> **Dataset entries**
━━━
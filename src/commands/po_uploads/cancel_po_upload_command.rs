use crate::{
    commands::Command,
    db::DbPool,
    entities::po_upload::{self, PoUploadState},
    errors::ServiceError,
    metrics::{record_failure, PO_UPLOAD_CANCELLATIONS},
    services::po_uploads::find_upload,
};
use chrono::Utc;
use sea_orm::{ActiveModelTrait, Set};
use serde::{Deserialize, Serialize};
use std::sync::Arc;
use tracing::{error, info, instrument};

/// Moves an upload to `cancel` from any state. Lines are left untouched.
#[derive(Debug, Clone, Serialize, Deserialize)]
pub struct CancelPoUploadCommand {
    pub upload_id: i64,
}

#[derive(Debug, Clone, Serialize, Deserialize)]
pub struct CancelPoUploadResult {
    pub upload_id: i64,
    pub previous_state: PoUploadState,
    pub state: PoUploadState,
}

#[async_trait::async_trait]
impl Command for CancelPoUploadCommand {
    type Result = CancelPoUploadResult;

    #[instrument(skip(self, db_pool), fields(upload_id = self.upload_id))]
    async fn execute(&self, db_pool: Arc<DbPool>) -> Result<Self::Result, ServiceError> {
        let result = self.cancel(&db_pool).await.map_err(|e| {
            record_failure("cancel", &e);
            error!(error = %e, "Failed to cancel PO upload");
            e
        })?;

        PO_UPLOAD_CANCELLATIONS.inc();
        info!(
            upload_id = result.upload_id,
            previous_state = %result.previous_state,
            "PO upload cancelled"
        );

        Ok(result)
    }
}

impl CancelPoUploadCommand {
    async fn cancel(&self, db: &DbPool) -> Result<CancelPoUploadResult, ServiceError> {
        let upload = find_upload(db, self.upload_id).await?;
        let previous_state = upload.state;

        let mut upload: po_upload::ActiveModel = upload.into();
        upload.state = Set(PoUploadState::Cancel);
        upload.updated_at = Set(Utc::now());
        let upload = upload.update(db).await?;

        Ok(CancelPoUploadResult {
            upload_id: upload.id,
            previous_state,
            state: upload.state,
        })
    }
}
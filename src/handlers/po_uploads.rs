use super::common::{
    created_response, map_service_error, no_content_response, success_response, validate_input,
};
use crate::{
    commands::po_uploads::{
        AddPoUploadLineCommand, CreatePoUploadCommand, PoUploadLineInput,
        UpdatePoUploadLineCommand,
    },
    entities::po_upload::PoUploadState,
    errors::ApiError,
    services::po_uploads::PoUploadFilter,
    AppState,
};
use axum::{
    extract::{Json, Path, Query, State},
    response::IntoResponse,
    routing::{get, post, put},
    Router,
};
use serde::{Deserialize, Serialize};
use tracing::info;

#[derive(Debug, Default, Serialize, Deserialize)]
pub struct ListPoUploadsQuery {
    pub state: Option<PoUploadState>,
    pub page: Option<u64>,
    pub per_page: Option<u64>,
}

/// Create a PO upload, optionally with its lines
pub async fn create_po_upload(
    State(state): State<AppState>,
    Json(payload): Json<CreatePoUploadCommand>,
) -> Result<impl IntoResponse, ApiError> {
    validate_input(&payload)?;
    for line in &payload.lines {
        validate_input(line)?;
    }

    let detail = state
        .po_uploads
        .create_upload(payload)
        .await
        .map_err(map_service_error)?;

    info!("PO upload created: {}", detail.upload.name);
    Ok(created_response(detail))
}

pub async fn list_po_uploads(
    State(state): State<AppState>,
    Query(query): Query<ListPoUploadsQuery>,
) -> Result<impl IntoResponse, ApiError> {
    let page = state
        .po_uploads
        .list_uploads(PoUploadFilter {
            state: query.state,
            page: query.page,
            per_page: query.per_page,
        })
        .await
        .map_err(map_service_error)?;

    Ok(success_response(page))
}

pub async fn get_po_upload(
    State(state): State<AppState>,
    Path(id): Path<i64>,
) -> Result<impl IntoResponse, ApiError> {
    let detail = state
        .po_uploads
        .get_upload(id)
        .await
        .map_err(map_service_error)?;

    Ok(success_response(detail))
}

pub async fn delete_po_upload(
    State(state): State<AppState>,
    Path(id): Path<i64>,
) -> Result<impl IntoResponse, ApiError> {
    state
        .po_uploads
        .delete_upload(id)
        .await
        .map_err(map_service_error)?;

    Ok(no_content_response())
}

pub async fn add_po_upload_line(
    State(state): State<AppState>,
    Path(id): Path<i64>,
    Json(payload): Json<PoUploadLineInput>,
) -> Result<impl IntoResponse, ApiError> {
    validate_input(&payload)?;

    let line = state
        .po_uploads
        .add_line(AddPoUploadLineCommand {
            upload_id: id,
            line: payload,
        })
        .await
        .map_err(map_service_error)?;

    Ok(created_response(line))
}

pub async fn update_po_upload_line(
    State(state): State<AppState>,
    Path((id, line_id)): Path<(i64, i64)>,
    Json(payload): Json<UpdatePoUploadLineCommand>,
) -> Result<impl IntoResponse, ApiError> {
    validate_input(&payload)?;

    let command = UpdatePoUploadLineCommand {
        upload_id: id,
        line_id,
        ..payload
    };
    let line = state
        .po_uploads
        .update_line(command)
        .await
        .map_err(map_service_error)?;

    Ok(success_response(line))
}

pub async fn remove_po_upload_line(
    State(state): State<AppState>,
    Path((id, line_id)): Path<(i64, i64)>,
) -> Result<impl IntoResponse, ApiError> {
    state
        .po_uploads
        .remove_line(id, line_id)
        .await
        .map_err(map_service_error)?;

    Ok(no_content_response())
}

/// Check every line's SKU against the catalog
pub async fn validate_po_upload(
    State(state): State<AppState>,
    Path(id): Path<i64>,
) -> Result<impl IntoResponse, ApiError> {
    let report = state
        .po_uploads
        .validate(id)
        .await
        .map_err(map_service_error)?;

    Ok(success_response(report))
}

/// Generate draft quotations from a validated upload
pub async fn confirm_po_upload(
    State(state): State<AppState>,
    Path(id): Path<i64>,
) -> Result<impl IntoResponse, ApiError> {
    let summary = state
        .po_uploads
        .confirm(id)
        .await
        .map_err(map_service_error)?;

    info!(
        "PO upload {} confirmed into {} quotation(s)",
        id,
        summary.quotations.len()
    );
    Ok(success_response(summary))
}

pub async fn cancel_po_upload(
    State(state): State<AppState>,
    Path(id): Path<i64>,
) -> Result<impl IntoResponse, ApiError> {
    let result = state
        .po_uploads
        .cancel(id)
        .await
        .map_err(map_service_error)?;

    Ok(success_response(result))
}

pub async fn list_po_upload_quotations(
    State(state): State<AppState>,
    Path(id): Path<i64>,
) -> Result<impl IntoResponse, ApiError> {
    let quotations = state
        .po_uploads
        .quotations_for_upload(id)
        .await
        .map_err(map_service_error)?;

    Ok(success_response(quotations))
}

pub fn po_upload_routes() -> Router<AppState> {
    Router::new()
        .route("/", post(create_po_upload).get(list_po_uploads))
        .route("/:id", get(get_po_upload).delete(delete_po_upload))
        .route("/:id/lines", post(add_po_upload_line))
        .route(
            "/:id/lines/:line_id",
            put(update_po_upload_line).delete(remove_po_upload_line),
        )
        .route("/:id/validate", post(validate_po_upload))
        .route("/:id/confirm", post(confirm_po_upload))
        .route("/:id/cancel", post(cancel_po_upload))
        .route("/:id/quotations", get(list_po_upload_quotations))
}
━━━
> **TASK DIRECTIONS**
Show, from the records above, every line that includes "errors".

> **ANSWER BELOW**
    errors::ServiceError,
    errors::ApiError,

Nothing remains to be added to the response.